Second, Two Roads contends it was delayed for over a year while it attempted to force Cboe to provide Defendants' identification. But the district court correctly concluded that these delays were the kind of ordinary delays inherent to litigation and did not warrant equitable tolling. See Carpenter, 840 F.3d at 872 (affirming the denial of equitable tolling because the plaintiff's circumstances were “nothing but ordinary”).
Finally, Two Roads suggests it was delayed because Cboe initially had provided it with an erroneous SPX Options dataset. But this only costed the parties several months, and when we consider the “cumulative ․ circumstances,” this delay pales in comparison to Two Roads's overall delay in filing the lawsuit in the first place. Id. As such, we do not think the production of the erroneous dataset alone warrants equitable tolling under these circumstances.
In sum, the district court did not abuse its discretion when it denied Two Roads's request for equitable tolling. We echo the district court's suggestion that the outcome may have been different if Two Roads had filed its complaint soon after discovering its injury and had diligently sought to uncover Defendants' identities. But Two Roads's failure to file suit until two days before the ending of the limitations period undermines any claims of diligence. See Herrera, 8 F.4th at 499. We therefore affirm the district court's dismissal of Two Roads's complaint.4
B. LJM
1. Article III Standing
Before addressing the claims, we have “an obligation to assure ourselves” that LJM has Article III standing. DaimlerChrysler Corp. v. Cuno, 547 U.S. 332, 340, 126 S.Ct. 1854, 164 L.Ed.2d 589 (2006) (quoting Friends of the Earth, Inc. v. Laidlaw Env't Servs. (TOC), Inc., 528 U.S. 167, 180, 120 S.Ct. 693, 145 L.Ed.2d 610 (2000)). We review a decision to dismiss for lack of standing de novo. Dinerstein v. Google, LLC, 73 F.4th 502, 511 (7th Cir. 2023).

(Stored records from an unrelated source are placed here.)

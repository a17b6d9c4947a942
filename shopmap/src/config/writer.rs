//! INI serialization logic for converting `ConfigFile` → INI string.
//!
//! This module contains the `to_config_string()` function that produces
//! the commented INI representation written to `config.ini`.

use std::path::Path;

use super::settings::ConfigFile;

/// Convert a `ConfigFile` to a commented INI string for saving.
pub(super) fn to_config_string(config: &ConfigFile) -> String {
    let endpoint = config.stores.endpoint.as_deref().unwrap_or("");
    let bearer_token = config.stores.bearer_token.as_deref().unwrap_or("");

    format!(
        r#"[map]
; Stores are only fetched at this zoom or closer (default: 14)
min_fetch_zoom = {}
; Extra tiles fetched around the visible area on every side (default: 1, max: 8)
tile_padding = {}
; Quiet period after the camera stops before fetching, in ms (default: 200)
debounce_ms = {}
; Highest zoom level accepted from the map (default: 22)
max_zoom = {}

[cache]
; Number of tiles remembered as already fetched (default: 200)
capacity = {}
; Seconds before a fetched tile is fetched again (default: 0 = never)
ttl_secs = {}

[stores]
; Store listing endpoint (POST, JSON). Leave empty to disable store fetching
endpoint = {}
; Sent as "Authorization: Bearer <token>" when set
bearer_token = {}
; Request timeout in seconds (default: 30)
timeout_secs = {}

[route]
; OSRM server used for driving routes
osrm_url = {}
; OSRM profile: driving, walking, cycling
profile = {}

[logging]
; Directory for the log file (default: logs)
directory = {}
; Log file name, truncated at every start (default: shopmap.log)
file = {}
"#,
        config.map.min_fetch_zoom,
        config.map.tile_padding,
        config.map.debounce_ms,
        config.map.max_zoom,
        config.cache.capacity,
        config.cache.ttl_secs,
        endpoint,
        bearer_token,
        config.stores.timeout_secs,
        config.route.osrm_url,
        config.route.profile,
        path_to_string(&config.logging.directory),
        config.logging.file,
    )
}

fn path_to_string(path: &Path) -> String {
    path.to_string_lossy().into_owned()
}
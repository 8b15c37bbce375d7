//! Index Log Module
//!
//! A single append-only text file cataloguing every known run key, so runs can
//! be listed and filtered without opening each record file.
//!
//! ## Responsibilities
//! - Append one key per successful save
//! - Read the whole log back for listing (all-or-nothing parsing)
//! - Stream the log line by line when a delete rebuilds it
//!
//! ## File Format
//! ```text
//! ┌──────────────────────────────────────────────────────┐
//! │ {"evalRunId":"r1","actionRef":"a",...}\n             │
//! │ {"evalRunId":"r2","actionRef":"b",...}\n             │
//! │ ...                                                  │
//! └──────────────────────────────────────────────────────┘
//! ```
//!
//! Every write leaves the file ending in exactly one delimiter. A crash in the
//! middle of an append can leave a partial last line; readers report it as
//! malformed rather than guessing.

mod entry;
mod reader;
mod writer;

pub use entry::{decode_line, encode_line, DELIMITER, DELIMITER_BYTE, INDEX_FILENAME};
pub use reader::{IndexLines, IndexReader};
pub use writer::{IndexWriter, RebuildStats};
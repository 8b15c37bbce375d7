//! List queries and results

use serde::{Deserialize, Serialize};

use crate::run::EvalRunKey;

/// Optional narrowing of a `list` call
#[derive(Debug, Clone, Default, PartialEq, Eq, Serialize, Deserialize)]
pub struct ListQuery {
    #[serde(default, skip_serializing_if = "Option::is_none")]
    pub filter: Option<ListFilter>,
}

/// Field filters; an unset field matches everything
#[derive(Debug, Clone, Default, PartialEq, Eq, Serialize, Deserialize)]
#[serde(rename_all = "camelCase")]
pub struct ListFilter {
    #[serde(default, skip_serializing_if = "Option::is_none")]
    pub action_ref: Option<String>,
}

impl ListQuery {
    /// No filter: every indexed key
    pub fn all() -> Self {
        Self::default()
    }

    /// Keys whose `actionRef` equals `action_ref` exactly
    pub fn action_ref(action_ref: impl Into<String>) -> Self {
        Self {
            filter: Some(ListFilter {
                action_ref: Some(action_ref.into()),
            }),
        }
    }

    pub fn matches(&self, key: &EvalRunKey) -> bool {
        match &self.filter {
            Some(ListFilter {
                action_ref: Some(action_ref),
            }) => key.action_ref == *action_ref,
            _ => true,
        }
    }
}

/// Keys returned by `list`, oldest append first
#[derive(Debug, Clone, Default, PartialEq, Serialize, Deserialize)]
#[serde(rename_all = "camelCase")]
pub struct ListResult {
    pub eval_run_keys: Vec<EvalRunKey>,
}

impl ListResult {
    pub fn len(&self) -> usize {
        self.eval_run_keys.len()
    }

    pub fn is_empty(&self) -> bool {
        self.eval_run_keys.is_empty()
    }

    /// Run IDs in result order (duplicates kept)
    pub fn ids(&self) -> Vec<&str> {
        self.eval_run_keys
            .iter()
            .map(|k| k.eval_run_id.as_str())
            .collect()
    }
}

For Article III standing, a plaintiff must have “(1) suffered an injury in fact, (2) that is fairly traceable to the challenged conduct of the defendant, and (3) that is likely to be redressed by a favorable judicial decision.” Spokeo, Inc. v. Robins, 578 U.S. 330, 338, 136 S.Ct. 1540, 194 L.Ed.2d 635 (2016) (citing Lujan v. Defs. of Wildlife, 504 U.S. 555, 560, 112 S.Ct. 2130, 119 L.Ed.2d 351 (1992)). At the pleading stage, “general factual allegations of injury resulting from the defendant's conduct may suffice, for on a motion to dismiss we presume that general allegations embrace those specific facts that are necessary to support the claim.” Lujan, 504 U.S. at 561, 112 S.Ct. 2130 (citation modified). As the party invoking federal jurisdiction, LJM bears the burden of establishing that standing exists. See id.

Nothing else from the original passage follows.